How Selenium Works: Episodes 1 - 2

Translation of the article prepared in advance of the start of the course “Java QA Engineer”.

Episode 1 – Transportation

As a result of the dialogue that took place on the last weekend of January 2020, which was dedicated to one of the problems in Selenium, where someone told me “Why don’t you just do that …” In response to an explanation of the problem, I decided to write a series of articles explaining the commands in Selenium WebDriver and why we ended up with the design we have today.

I will repeat this in every episode of this series – a lot, sometimes to the point of madness, a lot of thought and thought was put into the work of every smallest detail of Selenium.

Why?

By chance and how well he does what he is intended to do, Selenium is used by millions of people around the world. This is how the widest range of companies from small startups to Microsoft and Google makes sure that their site works in every browser.

How does Selenium interact with the browser?
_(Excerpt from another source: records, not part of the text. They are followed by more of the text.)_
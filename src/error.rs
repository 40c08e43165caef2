use serde::Serialize;
use std::fmt;
use thiserror::Error;

/// A single problem found while validating a transaction payload.
#[derive(Debug, Clone, PartialEq, Eq, Serialize)]
pub struct FieldProblem {
    /// Offending field name
    pub field: String,
    /// What is wrong with it
    pub reason: String,
}

impl FieldProblem {
    pub fn new(field: impl Into<String>, reason: impl Into<String>) -> Self {
        FieldProblem {
            field: field.into(),
            reason: reason.into(),
        }
    }

    pub fn missing(field: impl Into<String>) -> Self {
        FieldProblem::new(field, "is required")
    }
}

impl fmt::Display for FieldProblem {
    fn fmt(&self, f: &mut fmt::Formatter<'_>) -> fmt::Result {
        write!(f, "{} {}", self.field, self.reason)
    }
}

/// Transaction payload failed validation.
///
/// Carries every problem found in one pass, not just the first.
#[derive(Error, Debug, Clone, PartialEq, Eq)]
#[error("invalid transaction: {}", join_problems(.problems))]
pub struct ValidationError {
    pub problems: Vec<FieldProblem>,
}

impl ValidationError {
    pub fn new(problems: Vec<FieldProblem>) -> Self {
        ValidationError { problems }
    }

    /// Returns true if the given field has at least one problem.
    pub fn has_field(&self, field: &str) -> bool {
        self.problems.iter().any(|p| p.field == field)
    }
}

fn join_problems(problems: &[FieldProblem]) -> String {
    problems
        .iter()
        .map(ToString::to_string)
        .collect::<Vec<_>>()
        .join("; ")
}

/// Errors raised by the decision engine.
#[derive(Error, Debug, Clone, PartialEq)]
pub enum DecisionError {
    #[error("fraud score must be a finite number between 0 and 1, got {0}")]
    InvalidScore(f64),
}

/// A threshold update was rejected. The active configuration is unchanged.
#[derive(Error, Debug, Clone, PartialEq)]
pub enum InvalidThresholdError {
    #[error("threshold '{key}' must be a finite number")]
    NotFinite { key: &'static str },

    #[error("threshold '{key}' must be between 0 and 1, got {value}")]
    OutOfRange { key: &'static str, value: f64 },

    #[error("allow threshold ({allow}) must be lower than block threshold ({block})")]
    Ordering { allow: f64, block: f64 },
}

/// Failure inside the prediction pipeline after validation succeeded.
///
/// Never surfaced as-is: the orchestrator turns it into a fail-safe BLOCK.
#[derive(Error, Debug)]
pub enum InternalError {
    #[error("preprocessing failed: {0}")]
    Preprocess(#[source] anyhow::Error),

    #[error("scoring failed: {0}")]
    Scoring(#[source] anyhow::Error),

    #[error("scorer returned a non-finite score: {0}")]
    NonFiniteScore(f64),

    #[error("decision failed: {0}")]
    Decision(#[from] DecisionError),
}
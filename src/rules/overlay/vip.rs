use crate::domain::{Action, Evidence, Transaction, UserTier};
use crate::rules::traits::{Draft, OverlayRule};

/// Protected-tier downgrade.
///
/// The only rule allowed to lower severity: a BLOCK for a protected-tier
/// sender becomes VERIFY.
#[derive(Debug)]
pub struct VipDowngradeRule {
    id: String,
    tier: UserTier,
}

impl VipDowngradeRule {
    pub fn new(id: String, tier: UserTier) -> Self {
        VipDowngradeRule { id, tier }
    }
}

impl OverlayRule for VipDowngradeRule {
    fn id(&self) -> &str {
        &self.id
    }

    fn apply(&self, draft: Draft, tx: &Transaction) -> Draft {
        if draft.action == Action::Block && tx.user_tier() == self.tier {
            return draft.change(
                Action::Verify,
                format!(
                    "{} user - downgraded to verification",
                    self.tier.as_str().to_uppercase()
                ),
                Evidence::new(&self.id, "user_type", self.tier.as_str()),
            );
        }

        draft
    }
}

#[cfg(test)]
mod tests {
    use super::*;
    use crate::domain::RiskSignals;
    use rust_decimal::Decimal;

    fn test_tx(tier: Option<UserTier>) -> Transaction {
        Transaction::new("S1", "R1", Decimal::new(100, 0), 12).with_signals(RiskSignals {
            user_type: tier,
            ..Default::default()
        })
    }

    fn rule() -> VipDowngradeRule {
        VipDowngradeRule::new("R4_VIP".to_string(), UserTier::Vip)
    }

    #[test]
    fn test_vip_block_downgraded() {
        let draft = rule().apply(Draft::new(Action::Block), &test_tx(Some(UserTier::Vip)));

        assert_eq!(draft.action, Action::Verify);
        assert_eq!(draft.reasoning, vec!["VIP user - downgraded to verification".to_string()]);
        assert_eq!(draft.evidence[0].value, "vip");
    }

    #[test]
    fn test_reason_follows_protected_tier() {
        let rule = VipDowngradeRule::new("R4_VIP".to_string(), UserTier::Regular);

        let draft = rule.apply(Draft::new(Action::Block), &test_tx(Some(UserTier::Regular)));
        assert_eq!(draft.action, Action::Verify);
        assert_eq!(
            draft.reasoning,
            vec!["REGULAR user - downgraded to verification".to_string()]
        );
        assert_eq!(draft.evidence[0].value, "regular");

        let draft = rule.apply(Draft::new(Action::Block), &test_tx(Some(UserTier::Vip)));
        assert_eq!(draft.action, Action::Block);
    }

    #[test]
    fn test_regular_block_kept() {
        let draft = rule().apply(Draft::new(Action::Block), &test_tx(Some(UserTier::Regular)));
        assert_eq!(draft.action, Action::Block);

        let draft = rule().apply(Draft::new(Action::Block), &test_tx(None));
        assert_eq!(draft.action, Action::Block);
    }

    #[test]
    fn test_vip_non_block_untouched() {
        for action in [Action::Allow, Action::Verify] {
            let draft = rule().apply(Draft::new(action), &test_tx(Some(UserTier::Vip)));
            assert_eq!(draft.action, action);
            assert!(draft.reasoning.is_empty());
        }
    }
}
Over the years of Selenium, we ended up focusing on using HTTP as a way to interact with the browser. We created the REST-ish API (REST-ish – in the spirit of REST), which can use each client binding and get, we hope, the same results.

HTTP and REST-ish? Seriously?

Yeah …

Let’s start with the HTTP part. When we first started, we had to support different ways of interacting with each browser, based on the best approach for each of them. For example, for Internet Explorer, we wrote COM code. He worked well, but from him we still have nightmares. For Firefox, we wrote a line-by-line reading monster, which, fortunately, thanks to Mozilla’s “make your browser” approach, was capable of much. Opera allowed us to enter through the DevTools protocol.

Thus, this meant that, especially in the early years of WebDriver, we needed to support N: M bindings, where N is the language bindings and M are the browsers we support. This path does not lead to a good product. We decided that we needed something that every language would understand. We also needed something pretty reliable. So the choice fell on HTTP, and we started to create JSONWireProtocol.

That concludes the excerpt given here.